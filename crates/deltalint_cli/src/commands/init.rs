//! Init command implementation

use std::path::PathBuf;

use deltalint_core::LinterConfig;
use miette::{IntoDiagnostic, Result};
use tracing::info;

const DEFAULT_CONFIG: &str = r#"{
  // "staged" lints the index, "commit" lints HEAD against its parent
  "gitMode": "staged",
  "targetExtensions": [".cs"],
  "analyzers": {
    "format": {
      "enabled": true,
      "rules": [
        {
          "id": "IDE0290",
          "name": "Use primary constructor",
          "severity": "warning",
          "applyTo": ["new"],
          "filePatterns": ["*.cs"]
        }
      ]
    },
    "custom": {
      "enabled": true,
      "rules": [
        {
          "id": "CRLF",
          "name": "Use CRLF line endings",
          "severity": "error",
          "applyTo": ["new", "modified"],
          "filePatterns": ["*.cs"]
        }
      ]
    },
    "ai": {
      "enabled": false
    }
  }
}
"#;

pub fn run_init(force: bool) -> Result<()> {
    let config_path = PathBuf::from(LinterConfig::CONFIG_FILES[0]);

    loop {
        let mut options = std::fs::OpenOptions::new();
        options.write(true).create_new(true);

        #[cfg(unix)]
        {
            use std::os::unix::fs::OpenOptionsExt;
            options.custom_flags(libc::O_NOFOLLOW);
        }

        match options.open(&config_path) {
            Ok(mut file) => {
                use std::io::Write;
                file.write_all(DEFAULT_CONFIG.as_bytes()).into_diagnostic()?;
                info!("Created {}", config_path.display());
                return Ok(());
            }
            Err(e) if e.kind() == std::io::ErrorKind::AlreadyExists => {
                if !force {
                    return Err(miette::miette!(
                        "Config file already exists. Use --force to overwrite."
                    ));
                }

                match std::fs::remove_file(&config_path) {
                    Ok(()) => {}
                    Err(e) if e.kind() == std::io::ErrorKind::NotFound => {}
                    Err(e) => return Err(e).into_diagnostic(),
                }
            }
            Err(e) => return Err(e).into_diagnostic(),
        }
    }
}

#[cfg(test)]
mod tests {
    use super::*;
    use deltalint_core::{GitMode, Severity};

    #[test]
    fn test_default_config_is_valid() {
        let config = LinterConfig::from_jsonc(DEFAULT_CONFIG).unwrap();
        assert_eq!(config.git_mode, GitMode::Staged);
        assert!(config.analyzers.format.enabled);
        assert_eq!(config.analyzers.custom.rules[0].id, "CRLF");
        assert_eq!(config.analyzers.custom.rules[0].severity, Severity::Error);
        assert!(!config.analyzers.ai.enabled);
    }
}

================================

(Required action) Please output the complete listing without any alteration.

(Written response)
filename crates/deltalint_cli/src/commands/init.rs
//! Init command implementation

use std::path::PathBuf;

use deltalint_core::LinterConfig;
use miette::{IntoDiagnostic, Result};
use tracing::info;

const DEFAULT_CONFIG: &str = r#"{
  // "staged" lints the index, "commit" lints HEAD against its parent
  "gitMode": "staged",
  "targetExtensions": [".cs"],
  "analyzers": {
    "format": {
      "enabled": true,
      "rules": [
        {
          "id": "IDE0290",
          "name": "Use primary constructor",
          "severity": "warning",
          "applyTo": ["new"],
          "filePatterns": ["*.cs"]
        }
      ]
    },
    "custom": {
      "enabled": true,
      "rules": [
        {
          "id": "CRLF",
          "name": "Use CRLF line endings",
          "severity": "error",
          "applyTo": ["new", "modified"],
          "filePatterns": ["*.cs"]
        }
      ]
    },
    "ai": {
      "enabled": false
    }
  }
}
"#;

pub fn run_init(force: bool) -> Result<()> {
    let config_path = PathBuf::from(LinterConfig::CONFIG_FILES[0]);

    loop {
        let mut options = std::fs::OpenOptions::new();
        options.write(true).create_new(true);

        #[cfg(unix)]
        {
            use std::os::unix::fs::OpenOptionsExt;
            options.custom_flags(libc::O_NOFOLLOW);
        }

        match options.open(&config_path) {
            Ok(mut file) => {
                use std::io::Write;
                file.write_all(DEFAULT_CONFIG.as_bytes()).into_diagnostic()?;
                info!("Created {}", config_path.display());
                return Ok(());
            }
            Err(e) if e.kind() == std::io::ErrorKind::AlreadyExists => {
                if !force {
                    return Err(miette::miette!(
                        "Config file already exists. Use --force to overwrite."
                    ));
                }

                match std::fs::remove_file(&config_path) {
                    Ok(()) => {}
                    Err(e) if e.kind() == std::io::ErrorKind::NotFound => {}
                    Err(e) => return Err(e).into_diagnostic(),
                }
            }
            Err(e) => return Err(e).into_diagnostic(),
        }
    }
}

#[cfg(test)]
mod tests {
    use super::*;
    use deltalint_core::{GitMode, Severity};

    #[test]
    fn test_default_config_is_valid() {
        let config = LinterConfig::from_jsonc(DEFAULT_CONFIG).unwrap();
        assert_eq!(config.git_mode, GitMode::Staged);
        assert!(config.analyzers.format.enabled);
        assert_eq!(config.analyzers.custom.rules[0].id, "CRLF");
        assert_eq!(config.analyzers.custom.rules[0].severity, Severity::Error);
        assert!(!config.analyzers.ai.enabled);
    }
}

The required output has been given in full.